アーモンド栽培に使用する水のさらなる削減
今年の研究プロジェクトのうち10項目は水に関するもので、67万8,000ドルを投資しています。1982年以来、カリフォルニアのアーモンド農家は、灌漑効率、地下水涵養、水品質など、221の水の研究プロジェクトに810万ドルを投資してきました。その結果、1ポンドのアーモンドを栽培するために必要な水の量が過去20年間(注1)で33%も削減されています。カリフォルニアのアーモンド・コミュニティは2025年までに、この量をさらに20%削減することを目指し、取り組んでいます。

この目標の達成度は、アーモンド生産農家が作物収穫量単位当たりで使用する年間の潅漑水の量で測定されます。アーモンド農園の77%(カリフォルニアの農園全体のマイクロ潅漑利用率の平均値である42%のほぼ2倍)が効率的なマイクロ潅漑(注2)を利用しており、さらなる改善に向けた取り組みが行われています。カリフォルニア・アーモンド協会は、生産農家と協業し、潅漑の専門家によって作成された、主要な潅漑管理の実践や精度を向上させる方法について説明したロードマップ「アーモンド農園の潅漑改善に関するコンティニュアム(The Almond Irrigation Improvement Continuum)」の実現をさらに加速させることをサポートしています。

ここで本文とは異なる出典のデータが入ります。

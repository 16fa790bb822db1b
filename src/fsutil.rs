use std::fs;
use std::io::Write;
use std::path::{Path, PathBuf};

use anyhow::{Context, Result};
use serde::Serialize;

fn tmp_path(path: &Path) -> PathBuf {
    let mut name = path
        .file_name()
        .map(|n| n.to_os_string())
        .unwrap_or_default();
    name.push(".tmp");
    path.with_file_name(name)
}

/// Write `bytes` to a sibling `*.tmp` file, sync it, then rename over `path`.
pub fn write_atomic(path: &Path, bytes: &[u8]) -> Result<()> {
    if let Some(parent) = path.parent() {
        fs::create_dir_all(parent)
            .with_context(|| format!("creating {}", parent.display()))?;
    }
    let tmp = tmp_path(path);
    {
        let mut file =
            fs::File::create(&tmp).with_context(|| format!("creating {}", tmp.display()))?;
        file.write_all(bytes)
            .with_context(|| format!("writing {}", tmp.display()))?;
        file.sync_all()?;
    }
    fs::rename(&tmp, path)
        .with_context(|| format!("renaming {} -> {}", tmp.display(), path.display()))?;
    Ok(())
}

pub fn write_json_atomic<T: Serialize + ?Sized>(path: &Path, value: &T) -> Result<()> {
    let bytes = serde_json::to_vec_pretty(value)?;
    write_atomic(path, &bytes)
}

#[cfg(test)]
mod tests {
    use super::*;

    #[test]
    fn replaces_existing_and_leaves_no_tmp() {
        let dir = tempfile::tempdir().unwrap();
        let path = dir.path().join("nested/out.json");
        write_json_atomic(&path, &vec![1, 2, 3]).unwrap();
        write_json_atomic(&path, &vec![4]).unwrap();

        let back: Vec<i32> = serde_json::from_slice(&fs::read(&path).unwrap()).unwrap();
        assert_eq!(back, vec![4]);
        assert!(!tmp_path(&path).exists());
    }
}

アーモンド副産物のすべてを利用することで「廃棄物ゼロ」を達成
アーンドの粒は、木に実り、果皮に保護されながら殻の中で成長します。カリフォルニアのアーモンド・コミュニティは、これらの副産物を確実に有効利用するように取り組んでいます。カリフォルニア・アーモンド協会は、1977年以来、アーモンドの副産物に関する79件の研究プロジェクトに350万ドルを投資しており、酪農飼料や家畜用敷料、発電など従来の利用法の確立に貢献してきたほか、より最適な利用法を研究しています。今年は、再生プラスティックの強化やバイオ燃料の製造など、他の分野におけるアーモンド副産物の利用法に関する13の新しい研究に60万7,000ドルを投資し、2025年までに、アーモンド副産物の全てを最適に利用し、廃棄物ゼロの達成を目指しています。

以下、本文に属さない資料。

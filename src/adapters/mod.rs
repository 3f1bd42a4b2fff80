//! Concrete adapter implementations for ports.

#[cfg(feature = "sqlite")]
pub mod sqlite_adapter;
pub mod csv_adapter;
pub mod file_config_adapter;
pub mod text_report;
pub mod json_report;
//! Filter chain parser.
//!
//! Grammar (keywords case-insensitive, whitespace free-form):
//!
//! ```text
//! chain      := <empty> | filter (connective filter)*
//! connective := "AND" | "OR"
//! filter     := pos<N> | neg<N> | liquidity | runup_bounded | quality_exclude
//!             | market_cap | operating_income | quality
//!             | value_cond | price_cond | spc
//! ```
//!
//! The first filter carries no connective and is stored as AND.

use crate::domain::error::ParseError;
use crate::domain::filter_engine::{FilterSpec, Logic};
use crate::domain::predicate::{FilterKind, Thresholds};

struct Parser<'a> {
    input: &'a str,
    pos: usize,
}

impl<'a> Parser<'a> {
    fn new(input: &'a str) -> Self {
        Self { input, pos: 0 }
    }

    fn remaining(&self) -> &'a str {
        &self.input[self.pos..]
    }

    fn peek(&self) -> Option<char> {
        self.remaining().chars().next()
    }

    fn at_end(&mut self) -> bool {
        self.skip_whitespace();
        self.peek().is_none()
    }

    fn skip_whitespace(&mut self) {
        while let Some(ch) = self.peek() {
            if ch.is_whitespace() {
                self.pos += ch.len_utf8();
            } else {
                break;
            }
        }
    }

    fn take_word(&mut self) -> &'a str {
        let rest = self.remaining();
        let len = rest
            .char_indices()
            .find(|(_, c)| !(c.is_alphanumeric() || *c == '_'))
            .map(|(i, _)| i)
            .unwrap_or(rest.len());
        self.pos += len;
        &rest[..len]
    }

    fn found(&self) -> String {
        self.peek()
            .map(|c| format!("'{c}'"))
            .unwrap_or_else(|| "end of input".to_string())
    }

    fn parse_filter(&mut self) -> Result<FilterKind, ParseError> {
        self.skip_whitespace();
        let start = self.pos;
        let word = self.take_word();
        if word.is_empty() {
            return Err(ParseError {
                message: format!("expected filter name, found {}", self.found()),
                position: start,
            });
        }
        FilterKind::from_name(word).ok_or_else(|| ParseError {
            message: format!("unknown filter '{word}'"),
            position: start,
        })
    }

    fn parse_connective(&mut self) -> Result<Logic, ParseError> {
        self.skip_whitespace();
        let start = self.pos;
        let word = self.take_word();
        if word.is_empty() {
            return Err(ParseError {
                message: format!("expected AND or OR, found {}", self.found()),
                position: start,
            });
        }
        word.parse::<Logic>().map_err(|_| ParseError {
            message: format!("expected AND or OR, found '{word}'"),
            position: start,
        })
    }

    fn parse_chain(&mut self) -> Result<Vec<(FilterKind, Logic)>, ParseError> {
        let mut chain = Vec::new();
        if self.at_end() {
            return Ok(chain);
        }
        chain.push((self.parse_filter()?, Logic::And));
        while !self.at_end() {
            let logic = self.parse_connective()?;
            let kind = self.parse_filter()?;
            chain.push((kind, logic));
        }
        Ok(chain)
    }
}

/// Parse a chain of filter names and connectives into labelled specs.
pub fn parse(input: &str, thresholds: &Thresholds) -> Result<Vec<FilterSpec>, ParseError> {
    let chain = Parser::new(input).parse_chain()?;
    Ok(chain
        .into_iter()
        .map(|(kind, logic)| FilterSpec::new(kind, logic, thresholds))
        .collect())
}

アーモンドの副産物はすでに幅広く利用されていますが、この廃棄物ゼロの目標を達成するために、以下3つの方策を通じて、主に業界の環境フットプリントの削減と、経済的および環境的な付加価値の創出に注力していきます。

1)アーモンドの木の土への再利用:収穫を終え、取り除かれたアーモンドの木の木質バイオマスを使用し、健康な土壌を作り、炭素隔離を高めることで気候変動に対処
2)カリフォルニアの酪農業界における現在の利用法以外での、殻と果皮の利用の多様化
3)木質バイオマスを廃棄する手段として用いられる野焼きの効果的な廃止

その他のイノベーションの機会
科学研究への投資は、水の持続可能性や副産物の利用以外にも、栄養素管理、大気環境、ミツバチの健康などの分野で大きな成果を上げています。例えば、アーモンドの授粉に不可欠なミツバチの安全を確保するために、農家と養蜂家が緊密に協力し、研究に基づいた最良の方法を採用しています。カリフォルニア・アーモンド協会は、さまざまな農作物(注3)の中でも、特にミツバチの健康の研究を重視しており、現在までに125のプロジェクトに投資しています。カリフォルニアのアーモンド生産農家は今年、ミツバチの健康に関する5つの新しい研究プロジェクトに33万6,000ドルを投資しました。

ホリー・キングは、次のように述べています。
「私はよく、自分たちをサーファーに似ていると考えています。サーファーはどこで波に乗ることができるかを常に戦略的に考えていますが、私たちも同じように、過去数年にわたる研究投資を通じて、最大の結果をもたらす波にどこで乗れるかについて考えています。本日発表した投資により、生産農家はアーモンドを効率的に栽培できるようになるだけでなく、将来に向けて持続可能な農業の波に確実に乗ることができるでしょう。」

カリフォルニア・アーモンド協会の研究プロジェクトは、生産したアーモンド1ポンド当たりの評価額によって資金が提供されます。第三者の研究アドバイザーとワークグループがアーモンド栽培における重要な課題を検討した後、アーモンド生産農家と加工業者で構成される委員会により、業界のニーズに戦略的に合致しているか、どのような研究成果が見込めるかなどの判断に基づいて、プロジェクトが選択されます。